The story of a mission to train efficient human resources for the organization in order to undertake future conquests of far away worlds in the solar system.

Product Details

ISBN-13: 9781426915925
Publisher: Trafford Publishing
Publication date: 10/01/2009
Pages: 72
Product dimensions: 5.00(w) x 8.00(h) x 0.15(d)

Read an Excerpt

And ANOTHER SMILE

A science fiction novelette
By SABER BAGHERY

Trafford Publishing

Copyright © 2009 Saber Baghery
All right reserved.

ISBN: 978-1-4269-1592-5


Chapter One

There were just twenty minutes left for the end of the seven hours flight of Big Fort, a vertical flight aircraft, to a remote spot in Central African Sahara, the destination of the mission, and Dr Carla Fritz was growing tired of her efforts to sustain an elaborate smile on her face, as a demonstration of her self-confidence, to the expense of the English chief engineer Steve Blake; particularly as these two were the whole passengers on board.

During those seven hours Dr Fritz had skimmed all the favorite parts of magazines on the desk and electronic newspapers, and after a friendly yet unsuccessful conversation with Steve Blake which had ended up in the long-established Anglo-German conflict, and ultimately in that of their own, she then occupied herself with reviewing the processes of her present mission and spent her remaining time in her inward thoughts.

She wished for a rapid flight of this twenty minutes' time, so that she could get rid of engineer Blake as soon as she was settled down in her temporary camp and began to report to her boss. This was of course beyond her authority, yet easy for her by the help of Uncle Wilhelm, who didn't care for the so called preference of family relationship for rules.
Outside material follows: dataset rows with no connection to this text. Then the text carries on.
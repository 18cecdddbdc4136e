//! Assembly splicing at a cursor position.

use fcode_body::{Cursor, InsertRetarget};

use crate::asm::{self, Fragment};
use crate::error::Result;

/// Assemble text straight into a cursor position.
pub trait CursorAsmExt {
    /// Assemble `text` and insert the instructions ahead of the current one.
    /// Inside the fragment, `$FIN` labels the instruction the cursor is on,
    /// so spliced code can jump past itself. Retargeting applies as in
    /// [`Cursor::insert`]: with [`InsertRetarget::ToInserted`], jumps to the
    /// current instruction land on the fragment's first instruction instead.
    ///
    /// On error nothing is spliced and the execution order is unchanged.
    fn insert_assembly(&mut self, text: &str, retarget: InsertRetarget) -> Result<Fragment>;
}

impl CursorAsmExt for Cursor<'_> {
    fn insert_assembly(&mut self, text: &str, retarget: InsertRetarget) -> Result<Fragment> {
        let finish = self.current();
        let fragment = asm::assemble_fragment(self.body(), text, finish)?;
        self.splice(&fragment.insns, retarget);
        Ok(fragment)
    }
}
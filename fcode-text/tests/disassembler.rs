mod common;

use common::{block_shape, shape};
use fcode_body::{Insn, MethodBody, TryBlock, TypeRef};
use fcode_text::{assemble, disassemble, disassemble_range, disassemble_with_guesses};

fn assembled(is_static: bool, returns_void: bool, text: &str) -> MethodBody {
    let mut body = MethodBody::new(is_static, returns_void);
    assemble(&mut body, text).unwrap();
    body
}

/// Disassembly must assemble back to the same instructions and try blocks.
fn assert_reassembles(body: &MethodBody) -> String {
    let text = disassemble(body);
    let mut again = MethodBody::new(body.is_static(), body.returns_void());
    assemble(&mut again, &text).unwrap_or_else(|e| panic!("reassembly failed: {e}\n{text}"));
    assert_eq!(shape(&again), shape(body), "instructions differ:\n{text}");
    assert_eq!(block_shape(&again), block_shape(body), "blocks differ:\n{text}");
    text
}

#[test]
fn first_instruction_is_labeled_start() {
    let body = assembled(true, false, "ld.int 7\nret");
    let text = disassemble(&body);
    assert!(text.starts_with("start: ld.int 7"), "{text}");
}

#[test]
fn jump_targets_get_synthesized_labels() {
    let body = assembled(
        true,
        false,
        "
        ld.true
        jmp.true over
        nop
        jmp end
        over: nop
        end: ret
        ",
    );
    let text = assert_reassembles(&body);
    // The nop target scans first, the return target second.
    assert!(text.contains("jmp.true L0"), "{text}");
    assert!(text.contains("L0: nop"), "{text}");
    assert!(text.contains("jmp RET0"), "{text}");
    assert!(text.contains("RET0: ret"), "{text}");
}

#[test]
fn label_synthesis_is_deterministic() {
    let body = assembled(true, false, "a: nop\njmp.true a\njmp b\nb: ret");
    let mut body2 = MethodBody::new(true, false);
    assemble(&mut body2, &disassemble(&body)).unwrap();
    assert_eq!(disassemble(&body), disassemble(&body2));
}

#[test]
fn switch_renders_and_reassembles() {
    let body = assembled(
        true,
        false,
        "
        ld.int 1
        switch {
            0 -> zero
            1 -> one
        }
        zero: nop
        one: ret
        ",
    );
    let text = assert_reassembles(&body);
    assert!(text.contains("switch {"), "{text}");
    assert!(text.contains("0 -> L0"), "{text}");
    assert!(text.contains("1 -> RET0"), "{text}");
}

#[test]
fn operands_render_in_reparseable_form() {
    let body = assembled(
        true,
        true,
        r#"
        .local w, acme::Widget
        ld.str "a\nb"
        ld.duration 5 ms
        ld.float 2.5
        cmp.eq sys::Int; sys::Int
        ld.instance (sys::Int)acme::Widget.count
        call.static acme::Widget.make(sys::Int) -> acme::Widget
        st.var w
        ret
        "#,
    );
    let text = assert_reassembles(&body);
    assert!(text.contains("ld.str \"a\\nb\""), "{text}");
    assert!(text.contains("ld.duration 5 ms"), "{text}");
    assert!(text.contains("ld.instance (sys::Int)acme::Widget.count"), "{text}");
    assert!(
        text.contains("call.static acme::Widget.make(sys::Int) -> acme::Widget"),
        "{text}"
    );
    assert!(text.contains("st.var w"), "{text}");
}

#[test]
fn try_catch_finally_renders_as_blocks() {
    let body = assembled(
        true,
        true,
        "
        try {
            ld.int 1
            pop sys::Int
        } catch (e, sys::IOErr) {
            ld.var e
            pop sys::IOErr
        } catch {
            nop
        } finally {
            nop
        }
        ret
        ",
    );
    let text = assert_reassembles(&body);
    assert!(text.contains("try {"), "{text}");
    assert!(text.contains("catch (e, sys::IOErr) {"), "{text}");
    assert!(text.contains("catch {"), "{text}");
    assert!(text.contains("finally {"), "{text}");
    // Markers fold into the syntax instead of printing raw.
    assert!(!text.contains("catch.err"), "{text}");
    assert!(!text.contains("finally.start"), "{text}");
}

#[test]
fn nested_regions_open_widest_first() {
    let body = assembled(
        true,
        true,
        "
        try {
            try {
                nop
            } catch {
                nop
            }
            nop
        } catch {
            nop
        }
        ret
        ",
    );
    let text = assert_reassembles(&body);
    // Both regions start at the same instruction; the outer one must open
    // first for the nesting to reassemble.
    let first = text.find("try {").unwrap();
    let second = text[first + 1..].find("try {").unwrap();
    assert!(second > 0, "{text}");
}

#[test]
fn unshaped_handler_markers_print_raw() {
    common::init_logs();
    // A typed handler with no st.var after its marker has no clause form,
    // so the block is skipped and its markers print as plain lines.
    let mut body = MethodBody::new(true, true);
    let start = body.push(Insn::nop());
    let handler = body.push(Insn::catch_err_start(TypeRef::basic("sys", "IOErr")));
    body.push(Insn::catch_end());
    body.push(Insn::ret());
    let mut block = TryBlock::new(start, start);
    block.set_handler(TypeRef::basic("sys", "IOErr"), handler);
    body.error_table.blocks.push(block);

    let text = disassemble(&body);
    assert!(text.contains("catch.err sys::IOErr"), "{text}");
    assert!(text.contains("catch.end"), "{text}");
    assert!(!text.contains("try {"), "{text}");
}

#[test]
fn range_rendering_keeps_full_body_labels() {
    let body = assembled(true, false, "ld.true\njmp.true skip\nnop\nskip: ret");
    let text = disassemble_range(&body, 2..4);
    assert!(text.contains("nop"), "{text}");
    assert!(text.contains("RET0: ret"), "{text}");
    assert!(!text.contains("ld.true"), "{text}");
}

#[test]
fn guesses_fold_simple_statements() {
    let body = assembled(
        true,
        true,
        "
        .local x, sys::Int
        ld.int 4
        st.var x
        ret
        ",
    );
    let text = disassemble_with_guesses(&body);
    assert!(text.contains("/* BEGIN: x = 4 */"), "{text}");
    assert!(text.contains("/* BEGIN: return */"), "{text}");
    assert!(text.contains("st.var x"), "{text}");
}

#[test]
fn guesses_fold_calls_and_comparisons() {
    let body = assembled(
        true,
        true,
        "
        .local w, acme::Widget
        .local ok, sys::Bool
        ld.var w
        ld.int 3
        call.virtual acme::Widget.resize(sys::Int) -> sys::Bool
        st.var ok
        ld.var ok
        jmp.true done
        ld.var w
        call.virtual acme::Widget.clear()
        done: ret
        ",
    );
    let text = disassemble_with_guesses(&body);
    assert!(text.contains("/* BEGIN: ok = w.resize(3) */"), "{text}");
    assert!(text.contains("/* BEGIN: if (ok) jump RET0 */"), "{text}");
    assert!(text.contains("/* BEGIN: w.clear() */"), "{text}");
}

#[test]
fn safe_call_idiom_reads_as_question_mark() {
    let body = assembled(
        true,
        true,
        "
        .local a, acme::Widget?
        .local r, sys::Str?
        ld.var a
        dup acme::Widget?
        cmp.null acme::Widget?
        jmp.true skip
        call.virtual acme::Widget.name() -> sys::Str
        jmp next
        skip: pop acme::Widget?
        ld.null
        next: st.var r
        ret
        ",
    );
    let text = disassemble_with_guesses(&body);
    assert!(text.contains("/* BEGIN: r = a?.name() */"), "{text}");
}

#[test]
fn safe_void_call_is_held_until_the_skeleton_ends() {
    let body = assembled(
        true,
        true,
        "
        .local a, acme::Widget?
        ld.var a
        dup acme::Widget?
        cmp.null acme::Widget?
        jmp.true skip
        call.virtual acme::Widget.clear()
        jmp next
        skip: pop acme::Widget?
        next: ret
        ",
    );
    let text = disassemble_with_guesses(&body);
    assert!(text.contains("/* BEGIN: a?.clear() */"), "{text}");
}

#[test]
fn elvis_idiom_reads_as_fallback() {
    let body = assembled(
        true,
        true,
        r#"
        .local a, sys::Str?
        .local r, sys::Str
        ld.var a
        dup sys::Str?
        cmp.null sys::Str?
        jmp.true onnull
        jmp done
        onnull: pop sys::Str?
        ld.str "fallback"
        done: st.var r
        ret
        "#,
    );
    let text = disassemble_with_guesses(&body);
    assert!(
        text.contains("/* BEGIN: r = (a ?: \"fallback\") */"),
        "{text}"
    );
}

#[test]
fn unrecognized_sequences_fall_back_to_raw_lines() {
    // A pop with nothing on the simulated stack cannot be a statement.
    let body = assembled(true, true, "pop sys::Obj\nret");
    let text = disassemble_with_guesses(&body);
    assert!(text.contains("pop sys::Obj"), "{text}");
    assert!(!text.contains("BEGIN: sys::Obj"), "{text}");
}

#[test]
fn guesses_never_change_the_instruction_lines() {
    let source = "
        try {
            ld.int 1
            pop sys::Int
        } catch {
            nop
        }
        ret
        ";
    let body = assembled(true, true, source);
    let plain = disassemble(&body);
    let guessed = disassemble_with_guesses(&body);
    for line in plain.lines() {
        assert!(guessed.contains(line), "missing {line:?} in:\n{guessed}");
    }
}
HansWilhelm Fritz was the head of the aristocratic noble Fritz family in German; a family that for generations enjoyed an influential decisive role in the courts of Reich Empire and the Kaisers, and by the time being the renowned family had increasingly developed their presence in the Strategic Research Organization of United Europe (S.R.O.U.E).

Hans Wilhelm Fritz, fifty three, was one of the five members of the managing board of the organization. His niece, Carla Fritz, twenty eight, holding PhDs in zoobiology and biotronic, was a research scientist of the organization. Her brother Michael Fritz, thirty one, was a genius in planning laser systems and artificial intelligence for the organization, and their father Olaf Fritz, sixty, had once been another member of the managing board, who was replaced by his brother Wilhelm after his death in a dubious crash and explosion of two submarines three years before. And finally, there was Thomas Fritz, twenty three, son of the great Wilhelm and a ph. D student of nuclear physics, who had a bright prospect in the organization.

As the necessity of a B level research mission was proposed by the Biotronic Department to the managing board two months before, and was accepted after so much investigations and debates, the time for the mission was decided for twenty weeks, after a course of lonely life instructions for the candidates for eight weeks, and the Sahara Desert of the central Africa, the protected national park of Batangato was chosen as the locale of the mission. The number of the expeditionary forces was allotted as two, a chief engineer plus one of the eight prominent scientists of the Biotronic Department.

It was partly by luck and partly by the use of influence that young Carla Fritz was chosen from among the members of the topmost scientists. The chosen member from the engineering section was chief engineer Steve Blake, a specialist of specific constructions.

However, it was not easy for Carla to accept an Englishman as a colleague for twenty weeks long, though according to the slogan of the organization they had to cope and cooperate with each other as family members throughout their mission.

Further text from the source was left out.